Pillage dans le chaos
À mesure que la situation s’aggrave, les services essentiels ont commencé à se détériorer. Les magasins et les restaurants ont fermé leurs portes et les livraisons de nourriture sont devenues de plus en plus rares. Confronté à la réalité de vivre dans une zone de conflit, Vasily, comme beaucoup d'autres habitants, a envisagé de quitter la ville, mais a décidé de rester parce que sa femme est inscrite à l'université locale.
"Un grand nombre d'habitants de Belgorod choisissent de s'éloigner de la région ou de s'en éloigner, en fait, vers n'importe quel endroit loin de la frontière où ils courent moins de risques", a déclaré Vasily.
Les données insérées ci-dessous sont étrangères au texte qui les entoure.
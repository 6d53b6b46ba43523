//! Capability traits over the OS automation primitives
//!
//! Device enumeration, screenshot capture and app lifecycle are external
//! side effects with a narrow contract; everything above them trusts only
//! these signatures (and, for captures, the destination file's existence).

use async_trait::async_trait;
use std::path::Path;
use thiserror::Error;

use crate::devices::CaptureTarget;

/// Errors surfaced by the automation primitives.
#[derive(Error, Debug)]
pub enum AutomationError {
    #[error("Tool unavailable: {0}")]
    ToolUnavailable(String),

    #[error("Command failed: {0}")]
    CommandFailed(String),

    #[error("Unexpected output: {0}")]
    UnexpectedOutput(String),

    #[error("IO error: {0}")]
    Io(#[from] std::io::Error),
}

/// Result type for automation operations
pub type AutomationResult<T> = Result<T, AutomationError>;

/// Enumerates currently booted capture targets.
#[async_trait]
pub trait TargetLister: Send + Sync {
    /// List booted mobile-family targets. An error means the enumeration
    /// itself is unavailable; an empty list means nothing is booted.
    async fn list_targets(&self) -> AutomationResult<Vec<CaptureTarget>>;
}

/// Produces screenshot files. The destination file's existence afterwards
/// is the only success signal callers trust.
#[async_trait]
pub trait Capturer: Send + Sync {
    /// Capture the screen of a booted target to `dest`.
    async fn capture_target(&self, handle: &str, dest: &Path) -> AutomationResult<()>;

    /// Capture the foreground window of a desktop application to `dest`.
    /// Implementations try a window-id capture first and fall back to
    /// bringing the app frontmost plus a generic window capture.
    async fn capture_window(&self, app_id: &str, dest: &Path) -> AutomationResult<()>;
}

/// Launches and terminates applications, and probes for their presence.
#[async_trait]
pub trait Launcher: Send + Sync {
    async fn launch_desktop(&self, app_id: &str) -> AutomationResult<()>;

    async fn launch_on_target(&self, handle: &str, app_id: &str) -> AutomationResult<()>;

    async fn terminate_on_target(&self, handle: &str, app_id: &str) -> AutomationResult<()>;

    /// Best-effort probe: is the app registered on the desktop? Failures
    /// count as "not found".
    async fn is_desktop_app(&self, app_id: &str) -> bool;

    /// Best-effort probe: is the app installed on the given target?
    async fn is_installed_on_target(&self, handle: &str, app_id: &str) -> bool;

    /// Activate an already-installed desktop application by identifier.
    async fn activate(&self, app_id: &str) -> AutomationResult<()>;

    /// Reveal a directory to the user in the file manager.
    async fn reveal(&self, path: &Path) -> AutomationResult<()>;
}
Alors que les autorités ont ordonné une évacuation générale, Gladkov a déclaré le 30 mars que 5.000 9.000 enfants avaient été évacués vers des régions plus sûres, notamment Saint-Pétersbourg. Saint-Pétersbourg, Briansk et Makhatchkala. Au total, les autorités ont prévu de relocaliser environ XNUMX XNUMX enfants vers d'autres régions en raison des bombardements en cours, ont rapporté les médias officiels.
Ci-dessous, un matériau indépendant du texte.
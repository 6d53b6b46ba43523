//! OS automation capability layer
//!
//! The orchestrator depends only on the traits in [`traits`]; the one real
//! implementation shells out to the host automation tools. Tests swap in
//! fakes.

pub mod host;
pub mod traits;

pub use host::HostAutomation;
pub use traits::{AutomationError, AutomationResult, Capturer, Launcher, TargetLister};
Les zones désertes ont été témoins d'une escalade de la criminalité. Début avril, le chef du district de Grayvoron, dans la région de Belgorod, a mis en garde contre une augmentation des cas de pillage, le plus grand nombre de cas étant signalé dans les localités frontalières du district.
Depuis, les autorités tentent de reprendre les territoires le long de la frontière à temps pour le Jour de la Victoire, le 9 mai, lorsque la Russie commémore sa victoire de 1945 sur l'Allemagne nazie.
Pendant ce temps, les villages frontaliers de la région de Belgorod restent abandonnés et délabrés, et les autorités ne semblent pas pressées d'encourager les habitants à rentrer chez eux.
Alors que la guerre continue, ceux qui restent à Belgorod deviennent moins optimistes quant à l’avenir.
"Considérant que la Russie combat de telle manière qu'il ne reste que de la terre brûlée, j'ai très peur qu'il ne reste que de la terre brûlée du territoire autour de Belgorod", a déclaré Vassili.
Izotova a exprimé un sentiment similaire, décrivant le sentiment immense d’abandon qui l’envahit depuis l’attaque du 30 décembre – un sentiment qui s’est accru ces dernières semaines.
Dans l'une des dernières déclarations concernant la région de Belgorod, le président russe Vladimir Poutine a exprimé sa « gratitude » et son « admiration » pour le courage des habitants et a promis de les soutenir ainsi que d'autres régions frontalières.
Malgré cette sécurité, selon Izotova, de nombreux habitants de Belgorod se sentent encore négligés par les médias, les autorités et la population russe dans son ensemble, qui ne semble pas prêter attention à la guerre.
Les défis auxquels Belgorod est confrontée semblent avoir été négligés, a déclaré Izotova, ce qui a amené même ceux qui s'opposent à la guerre à penser qu'il ne devrait pas y avoir de sympathie uniquement pour les victimes ukrainiennes.
"Même si la panique, la peur et l'incertitude persistent, les gens tentent toujours d'offrir leur aide. "Je pense que notre objectif principal est désormais d'aider ceux qui sont confrontés à des difficultés - à la fois les Ukrainiens et les victimes du conflit en Russie", a-t-elle déclaré.
"Il est important de ne pas rester silencieux ou d'attirer l'attention sur des comparaisons de souffrances, mais plutôt d'accepter la réalité de la guerre et de se rappeler qui l'a provoquée. "La Russie est enracinée dans un chagrin permanent, qu'elle vit de l'intérieur tout en l'imposant aux autres", a ajouté Izotova.